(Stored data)
┄┄┄┄┄┄┄┄┄┄┄┄┄┄┄┄┄┄┄┄
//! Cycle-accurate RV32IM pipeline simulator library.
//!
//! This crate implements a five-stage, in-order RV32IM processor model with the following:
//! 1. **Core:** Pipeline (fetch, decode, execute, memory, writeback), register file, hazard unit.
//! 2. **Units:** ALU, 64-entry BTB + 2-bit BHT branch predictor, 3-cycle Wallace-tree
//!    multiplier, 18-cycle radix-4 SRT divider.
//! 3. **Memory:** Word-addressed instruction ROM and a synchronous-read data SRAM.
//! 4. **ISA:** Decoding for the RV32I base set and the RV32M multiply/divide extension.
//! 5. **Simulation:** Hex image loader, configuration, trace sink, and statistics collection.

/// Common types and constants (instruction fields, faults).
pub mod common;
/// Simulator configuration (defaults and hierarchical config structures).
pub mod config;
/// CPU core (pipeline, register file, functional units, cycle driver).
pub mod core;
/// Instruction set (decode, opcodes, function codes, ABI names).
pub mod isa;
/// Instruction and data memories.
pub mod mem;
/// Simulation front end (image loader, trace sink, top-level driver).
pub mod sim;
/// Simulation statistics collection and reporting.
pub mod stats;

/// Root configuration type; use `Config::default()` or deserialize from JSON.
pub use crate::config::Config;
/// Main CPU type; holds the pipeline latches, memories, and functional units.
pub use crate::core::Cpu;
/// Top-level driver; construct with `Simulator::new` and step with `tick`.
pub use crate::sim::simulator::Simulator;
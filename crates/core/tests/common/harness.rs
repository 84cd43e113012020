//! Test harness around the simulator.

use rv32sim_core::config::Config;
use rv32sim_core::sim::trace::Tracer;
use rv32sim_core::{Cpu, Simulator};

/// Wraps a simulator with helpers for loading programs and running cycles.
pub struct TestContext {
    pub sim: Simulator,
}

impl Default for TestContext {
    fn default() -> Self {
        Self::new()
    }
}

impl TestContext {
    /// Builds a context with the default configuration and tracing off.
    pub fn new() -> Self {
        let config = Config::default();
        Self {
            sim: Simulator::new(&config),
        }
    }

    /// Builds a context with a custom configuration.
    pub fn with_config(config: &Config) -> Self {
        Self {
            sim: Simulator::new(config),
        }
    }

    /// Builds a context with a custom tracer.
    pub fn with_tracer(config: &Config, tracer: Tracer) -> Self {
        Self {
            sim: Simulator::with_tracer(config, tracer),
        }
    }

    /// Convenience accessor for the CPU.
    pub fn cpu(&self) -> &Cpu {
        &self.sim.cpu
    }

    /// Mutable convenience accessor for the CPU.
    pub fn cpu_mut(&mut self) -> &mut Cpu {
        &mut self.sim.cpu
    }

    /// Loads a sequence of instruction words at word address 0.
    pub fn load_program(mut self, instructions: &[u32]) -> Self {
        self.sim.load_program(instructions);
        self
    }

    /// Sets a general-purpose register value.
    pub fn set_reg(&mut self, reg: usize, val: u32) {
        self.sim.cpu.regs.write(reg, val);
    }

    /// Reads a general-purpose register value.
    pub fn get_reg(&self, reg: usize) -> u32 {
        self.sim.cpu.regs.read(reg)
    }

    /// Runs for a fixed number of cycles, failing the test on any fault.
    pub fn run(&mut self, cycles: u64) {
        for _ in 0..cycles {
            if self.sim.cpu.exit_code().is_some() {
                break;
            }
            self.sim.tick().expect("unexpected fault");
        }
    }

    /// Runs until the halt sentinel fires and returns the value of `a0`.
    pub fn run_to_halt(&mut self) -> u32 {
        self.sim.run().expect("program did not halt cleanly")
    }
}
┄┄┄┄┄┄┄┄┄┄┄┄┄┄┄┄┄┄┄┄
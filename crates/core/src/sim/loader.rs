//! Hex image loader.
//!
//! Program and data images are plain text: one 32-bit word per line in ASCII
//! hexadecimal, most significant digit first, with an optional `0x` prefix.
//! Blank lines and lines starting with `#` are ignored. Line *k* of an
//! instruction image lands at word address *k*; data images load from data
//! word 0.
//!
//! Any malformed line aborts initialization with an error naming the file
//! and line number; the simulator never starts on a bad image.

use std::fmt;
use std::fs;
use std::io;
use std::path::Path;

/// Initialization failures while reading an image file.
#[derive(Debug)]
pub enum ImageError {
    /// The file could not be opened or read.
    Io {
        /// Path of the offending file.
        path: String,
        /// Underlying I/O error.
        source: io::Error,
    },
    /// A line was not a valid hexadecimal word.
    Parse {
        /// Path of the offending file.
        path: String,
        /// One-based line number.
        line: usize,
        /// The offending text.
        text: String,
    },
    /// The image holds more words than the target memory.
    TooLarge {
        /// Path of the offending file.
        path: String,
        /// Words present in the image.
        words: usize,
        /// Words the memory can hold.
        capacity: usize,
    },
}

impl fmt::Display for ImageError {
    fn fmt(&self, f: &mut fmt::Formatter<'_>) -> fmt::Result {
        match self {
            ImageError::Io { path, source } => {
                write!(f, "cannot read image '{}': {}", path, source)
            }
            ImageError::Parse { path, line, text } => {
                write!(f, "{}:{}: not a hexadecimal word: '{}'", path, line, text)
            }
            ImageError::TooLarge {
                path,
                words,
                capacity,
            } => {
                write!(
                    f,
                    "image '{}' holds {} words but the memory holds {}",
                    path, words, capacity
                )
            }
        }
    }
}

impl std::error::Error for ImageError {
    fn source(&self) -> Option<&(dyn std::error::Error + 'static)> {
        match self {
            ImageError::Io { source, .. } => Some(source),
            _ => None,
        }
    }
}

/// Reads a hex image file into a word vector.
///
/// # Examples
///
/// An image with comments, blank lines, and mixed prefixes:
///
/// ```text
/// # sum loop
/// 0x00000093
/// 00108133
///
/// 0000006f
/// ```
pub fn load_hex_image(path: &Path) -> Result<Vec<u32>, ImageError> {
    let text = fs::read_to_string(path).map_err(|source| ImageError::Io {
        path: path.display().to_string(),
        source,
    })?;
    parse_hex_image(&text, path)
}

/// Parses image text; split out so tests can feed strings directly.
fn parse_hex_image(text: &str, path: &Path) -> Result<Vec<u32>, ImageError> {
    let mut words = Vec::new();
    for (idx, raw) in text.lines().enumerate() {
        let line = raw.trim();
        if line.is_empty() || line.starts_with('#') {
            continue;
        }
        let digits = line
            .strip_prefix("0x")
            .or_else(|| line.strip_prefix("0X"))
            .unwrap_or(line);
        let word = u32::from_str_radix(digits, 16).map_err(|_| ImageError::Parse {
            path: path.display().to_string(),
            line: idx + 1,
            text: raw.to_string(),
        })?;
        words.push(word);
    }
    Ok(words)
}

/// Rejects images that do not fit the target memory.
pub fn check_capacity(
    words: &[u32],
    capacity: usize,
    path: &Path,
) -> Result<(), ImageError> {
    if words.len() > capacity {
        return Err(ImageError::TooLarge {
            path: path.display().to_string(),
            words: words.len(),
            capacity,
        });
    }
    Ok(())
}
┄┄┄┄┄┄┄┄┄┄┄┄┄┄┄┄┄┄┄┄
#### [EXERCISE GOAL]
Among the records above, extract exactly the lines from the line with "pipeline simulator library." to the line with "predictor, 3-cycle Wallace-tree", both lines included, and leave out the rest.

#### [ANSWER TO THIS EXERCISE]
//! Cycle-accurate RV32IM pipeline simulator library.
//!
//! This crate implements a five-stage, in-order RV32IM processor model with the following:
//! 1. **Core:** Pipeline (fetch, decode, execute, memory, writeback), register file, hazard unit.
//! 2. **Units:** ALU, 64-entry BTB + 2-bit BHT branch predictor, 3-cycle Wallace-tree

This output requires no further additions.